◆ **Directions**: Your answer must be the listing, given again word for word.

*** Opening Supplied records ***

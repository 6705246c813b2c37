#![allow(clippy::unwrap_used, clippy::expect_used, clippy::panic)]

mod config;
mod connection;

pub use connection::{ConnectionManager, ConnectionState};

use std::time::Duration;

/// Fixed trigger server endpoint.
pub const DEFAULT_ENDPOINT: &str = "127.0.0.1:1299";

/// Upper bound on a single connection handshake.
pub const DEFAULT_CONNECT_TIMEOUT: Duration = Duration::from_secs(2);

*** Closing Supplied records ***

◆ **Written reply**:
repository 6705246c813b2c37
#![allow(clippy::unwrap_used, clippy::expect_used, clippy::panic)]

mod config;
mod connection;

pub use connection::{ConnectionManager, ConnectionState};

use std::time::Duration;

/// Fixed trigger server endpoint.
pub const DEFAULT_ENDPOINT: &str = "127.0.0.1:1299";

/// Upper bound on a single connection handshake.
pub const DEFAULT_CONNECT_TIMEOUT: Duration = Duration::from_secs(2);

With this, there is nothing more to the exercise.